Il n'est pas encore trop tard pour agir. Malgré leurs dénégations respectives, tant les ministres provinciaux que fédéraux ont le pouvoir d'agir et de faire rapatrier Mohamed Cherfi pour des motifs humanitaires. Un mouvement d'opinion s'est dressé très rapidement après la déportation, en gardant la pression et en mettant les ministres dans l'eau chaude jour après jour, nous pouvons changer la situation. La lutte a permis de gagner la régularisation de 90% des sans-statut algérienNEs, la lutte peut gagner la régularisation du 10% restant. Il ne faut pas permettre à Immigration Canada de se venger sur les militantEs du CASS de la victoire qu'ils et elles leur ont arrachés de haute lutte.

[Encadré]

Réfugiés, apatrides et immigrants:
Les nouveaux damnés de la terre

Poussés par un système profondément inhumain et injuste, plus de 250 réfugiéEs en instance de déportation ont dû trouver refuge dans une église et user de la tactique du sanctuaire dans la dernière décennie au Canada. Et il ne s'agit là que de la pointe de l'iceberg, l'État déportant à peu près 10 000 personnes par année.

Les procédures d'immigration au Canada sont profondément viciées et injustes. En plus de ne favoriser que les candidatures d'immigrantEs «répondant aux besoins de notre économie», les réformes successives ont complètement chamboulé le système jusqu'à le rendre complètement caricatural et arbitraire. Premièrement, la procédure est longue, très longue. Un demandeur de statut de réfugié peut attendre jusqu'à huit ans avant d'avoir une décision finale sur son cas. Il est clair qu'un délai aussi long donne assez de temps à quiconque de refaire sa vie et de plonger des racines profondes dans la «société d'accueil». Refuser quelqu'un dans ces conditions-là est inhumain. Deuxièmement, quand on parle de décision «finale», on veut vraiment dire finale. Il n'y a en effet plus de possibilité d'appel. On parle ici souvent de décision de vie ou de mort sans possibilité d'appel. Troisièmement, il est prouvé que le système est très discriminatoire et hautement xénophobe. Ainsi, selon que l'on soit originaire d'Europe ou du Maghreb, la procédure québécoise de sélection prend entre trois et six mois ou six ans.
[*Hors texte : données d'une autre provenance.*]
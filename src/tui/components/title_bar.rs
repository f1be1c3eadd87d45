//! # TitleBar Component
//!
//! Top status bar: where the posts come from and how the fetch went.
//!
//! TitleBar is purely presentational. It receives all data as props and has
//! no internal state:
//!
//! ```rust,ignore
//! let mut title_bar = TitleBar::new(app.source_name(), &app.status_message, tui.has_unseen_content);
//! title_bar.render(frame, area);
//! ```
//!
//! The text changes based on state:
//!
//! 1. **Unseen content**: `"sentiview (http://…) | 12 posts | ↓ More"`
//! 2. **Status message**: `"sentiview (http://…) | Loading..."`
//! 3. **Default**: `"sentiview (http://…)"`
//!
//! When the line is wider than the terminal it is cut on a character
//! boundary and ends in `…`.

use crate::tui::component::Component;
use ratatui::Frame;
use ratatui::layout::Rect;
use ratatui::text::Span;
use unicode_width::{UnicodeWidthChar, UnicodeWidthStr};

pub struct TitleBar<'a> {
    /// Where posts are fetched from
    pub source_name: &'a str,
    /// Status message (e.g., "Loading...", "12 posts")
    pub status_message: &'a str,
    /// Whether there are cards below the current scroll position
    pub has_unseen_content: bool,
}

impl<'a> TitleBar<'a> {
    pub fn new(source_name: &'a str, status_message: &'a str, has_unseen_content: bool) -> Self {
        Self {
            source_name,
            status_message,
            has_unseen_content,
        }
    }

    pub fn text(&self) -> String {
        let base = format!("sentiview ({})", self.source_name);
        match (self.status_message.is_empty(), self.has_unseen_content) {
            (true, false) => base,
            (true, true) => format!("{base} | ↓ More"),
            (false, false) => format!("{base} | {}", self.status_message),
            (false, true) => format!("{base} | {} | ↓ More", self.status_message),
        }
    }
}

impl Component for TitleBar<'_> {
    fn render(&mut self, frame: &mut Frame, area: Rect) {
        let text = fit_to_width(&self.text(), area.width as usize);
        frame.render_widget(Span::raw(text), area);
    }
}

/// Cut `text` to at most `width` display columns, marking the cut with `…`.
pub fn fit_to_width(text: &str, width: usize) -> String {
    if text.width() <= width {
        return text.to_string();
    }
    if width == 0 {
        return String::new();
    }

    let budget = width - 1; // room for the ellipsis
    let mut used = 0;
    let mut out = String::new();
    for c in text.chars() {
        let w = c.width().unwrap_or(0);
        if used + w > budget {
            break;
        }
        used += w;
        out.push(c);
    }
    out.push('…');
    out
}
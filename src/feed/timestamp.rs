//! Parsing and display of `created_at` values.
//!
//! The backend serializes naive `DateTime` columns, so the same field can show
//! up with or without an offset, with or without fractional seconds, or as a
//! raw epoch. Everything is normalized to a `DateTime` in the target timezone
//! and printed in the en-US locale layout, e.g. `1/1/2024, 12:00:00 AM`.

use std::fmt;

use chrono::{DateTime, Local, NaiveDate, NaiveDateTime, TimeZone, Utc};

/// Shown when a timestamp cannot be parsed.
pub const INVALID_DATE: &str = "Invalid Date";

const DISPLAY_FORMAT: &str = "%-m/%-d/%Y, %-I:%M:%S %p";

/// Epoch values above this magnitude are taken to be milliseconds.
const EPOCH_MILLIS_THRESHOLD: i64 = 100_000_000_000;

const NAIVE_FORMATS: &[&str] = &[
    "%Y-%m-%dT%H:%M:%S%.f",
    "%Y-%m-%d %H:%M:%S%.f",
    "%Y-%m-%dT%H:%M",
    "%Y-%m-%d %H:%M",
];

const OFFSET_FORMATS: &[&str] = &["%Y-%m-%d %H:%M:%S%.f%:z", "%Y-%m-%d %H:%M:%S%.f%#z"];

/// Parse `raw` into a datetime in `tz`.
///
/// Offset-less datetimes are read as wall-clock time in `tz`; bare dates as
/// UTC midnight.
pub fn parse_in<Tz: TimeZone>(raw: &str, tz: &Tz) -> Option<DateTime<Tz>> {
    let raw = raw.trim();
    if raw.is_empty() {
        return None;
    }

    if let Some(epoch) = parse_epoch(raw) {
        return if epoch.abs() > EPOCH_MILLIS_THRESHOLD {
            tz.timestamp_millis_opt(epoch).single()
        } else {
            tz.timestamp_opt(epoch, 0).single()
        };
    }

    if let Ok(dt) = DateTime::parse_from_rfc3339(raw) {
        return Some(dt.with_timezone(tz));
    }

    for format in OFFSET_FORMATS {
        if let Ok(dt) = DateTime::parse_from_str(raw, format) {
            return Some(dt.with_timezone(tz));
        }
    }

    for format in NAIVE_FORMATS {
        if let Ok(naive) = NaiveDateTime::parse_from_str(raw, format) {
            return tz.from_local_datetime(&naive).earliest();
        }
    }

    if let Ok(date) = NaiveDate::parse_from_str(raw, "%Y-%m-%d") {
        let midnight = date.and_hms_opt(0, 0, 0)?;
        return Some(Utc.from_utc_datetime(&midnight).with_timezone(tz));
    }

    None
}

fn parse_epoch(raw: &str) -> Option<i64> {
    let digits = raw.strip_prefix('-').unwrap_or(raw);
    if digits.is_empty() || !digits.bytes().all(|b| b.is_ascii_digit()) {
        return None;
    }
    raw.parse().ok()
}

/// Render `raw` in `tz`, or [`INVALID_DATE`].
pub fn format_in<Tz>(raw: &str, tz: &Tz) -> String
where
    Tz: TimeZone,
    Tz::Offset: fmt::Display,
{
    match parse_in(raw, tz) {
        Some(dt) => dt.format(DISPLAY_FORMAT).to_string(),
        None => INVALID_DATE.to_string(),
    }
}

/// Render `raw` in the machine's local timezone.
pub fn format_local(raw: &str) -> String {
    format_in(raw, &Local)
}
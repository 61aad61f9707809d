//! Server construction and middleware wiring.

mod config;
mod state_builders;

pub use config::ServerConfig;

use state_builders::build_http_state;

use std::sync::Arc;

use actix_web::dev::{Server, ServiceFactory, ServiceRequest, ServiceResponse};
use actix_web::{App, HttpServer, web};
#[cfg(feature = "metrics")]
use actix_web_prom::{PrometheusMetrics, PrometheusMetricsBuilder};
#[cfg(debug_assertions)]
use utoipa::OpenApi;
#[cfg(debug_assertions)]
use utoipa_swagger_ui::SwaggerUi;

use volunteer_service::Trace;
#[cfg(debug_assertions)]
use volunteer_service::doc::ApiDoc;
use volunteer_service::domain::ports::PublishMetrics;
#[cfg(not(feature = "metrics"))]
use volunteer_service::domain::ports::NoOpPublishMetrics;
use volunteer_service::inbound::http::health::{HealthState, live, ready};
use volunteer_service::inbound::http::state::HttpState;
use volunteer_service::inbound::http::validation::{json_config, query_config};
use volunteer_service::inbound::http::volunteers::volunteers_scope;
#[cfg(feature = "metrics")]
use volunteer_service::outbound::metrics::PrometheusPublishMetrics;

#[cfg(feature = "metrics")]
fn build_prometheus() -> std::io::Result<PrometheusMetrics> {
    PrometheusMetricsBuilder::new("volunteer_service")
        .endpoint("/metrics")
        .build()
        .map_err(|e| std::io::Error::other(format!("prometheus middleware setup failed: {e}")))
}

/// Build the publish outcome recorder on the Prometheus registry.
///
/// # Errors
/// Returns [`std::io::Error`] if metric registration fails.
#[cfg(feature = "metrics")]
fn build_publish_metrics(prometheus: &PrometheusMetrics) -> std::io::Result<Arc<dyn PublishMetrics>> {
    let metrics = PrometheusPublishMetrics::new(&prometheus.registry).map_err(|e| {
        std::io::Error::other(format!("publish metrics registration failed: {e}"))
    })?;
    Ok(Arc::new(metrics))
}

#[derive(Clone)]
struct AppDependencies {
    health_state: web::Data<HealthState>,
    http_state: web::Data<HttpState>,
}

fn build_app(
    deps: AppDependencies,
) -> App<
    impl ServiceFactory<
        ServiceRequest,
        Config = (),
        Response = ServiceResponse,
        Error = actix_web::Error,
        InitError = (),
    >,
> {
    let AppDependencies {
        health_state,
        http_state,
    } = deps;

    let app = App::new()
        .app_data(health_state)
        .app_data(http_state)
        .app_data(json_config())
        .app_data(query_config())
        .wrap(Trace)
        .service(volunteers_scope())
        .service(ready)
        .service(live);

    #[cfg(debug_assertions)]
    let app = app.service(SwaggerUi::new("/docs").url("/api-docs/openapi.json", ApiDoc::openapi()));
    #[cfg(not(debug_assertions))]
    let app = app;

    app
}

/// Construct an Actix HTTP server using the provided health state and configuration.
///
/// # Parameters
/// - `health_state`: shared readiness state, marked ready once the listener is bound.
/// - `config`: pre-built [`ServerConfig`] holding the bind address and adapters.
///
/// # Returns
/// A spawned [`Server`] that must be awaited to drive the listener.
///
/// # Errors
/// Propagates [`std::io::Error`] when binding the socket or starting the server fails.
pub fn create_server(
    health_state: web::Data<HealthState>,
    config: ServerConfig,
) -> std::io::Result<Server> {
    let server_health_state = health_state.clone();

    #[cfg(feature = "metrics")]
    let prometheus = build_prometheus()?;
    #[cfg(feature = "metrics")]
    let publish_metrics = build_publish_metrics(&prometheus)?;
    #[cfg(not(feature = "metrics"))]
    let publish_metrics: Arc<dyn PublishMetrics> = Arc::new(NoOpPublishMetrics);

    let http_state = build_http_state(&config, publish_metrics);
    let bind_addr = config.bind_addr;

    let server = HttpServer::new(move || {
        let app = build_app(AppDependencies {
            health_state: server_health_state.clone(),
            http_state: http_state.clone(),
        });

        #[cfg(feature = "metrics")]
        let app = app.wrap(prometheus.clone());

        app
    })
    .bind(bind_addr)?
    .run();

    health_state.mark_ready();
    Ok(server)
}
La question de l'immigration est un formidable révélateur de la xénophobie et du racisme d'une société. Il nous semble évident que derrière toutes les considérations économiques se cache une xénophobie fondamentale. À cela se rajoute la peur des hommes arabes, constamment alimentée par l'hystérie sécuritaire actuelle. À l'heure où le capital circule de plus en plus librement autour du globe, en saccageant tout sur son passage, les réfugiéEs sans-statut, les apatrides et les immigrantEs illégaux sont les nouveaux damnés de la terre. À la merci du capital et sans droits dans leur pays d'origine, la clandestinité et la précarité les placent dans la même situation ici aussi. La liberté absolue de circulation des personnes et la régularisation de tous les sans-statut nous semblent des revendications justes qu’il faut opposer à la xénophobie ambiante et à la logique étatique.



(publié pour la première fois dans le premier numéro de Cause commune en avril 2004)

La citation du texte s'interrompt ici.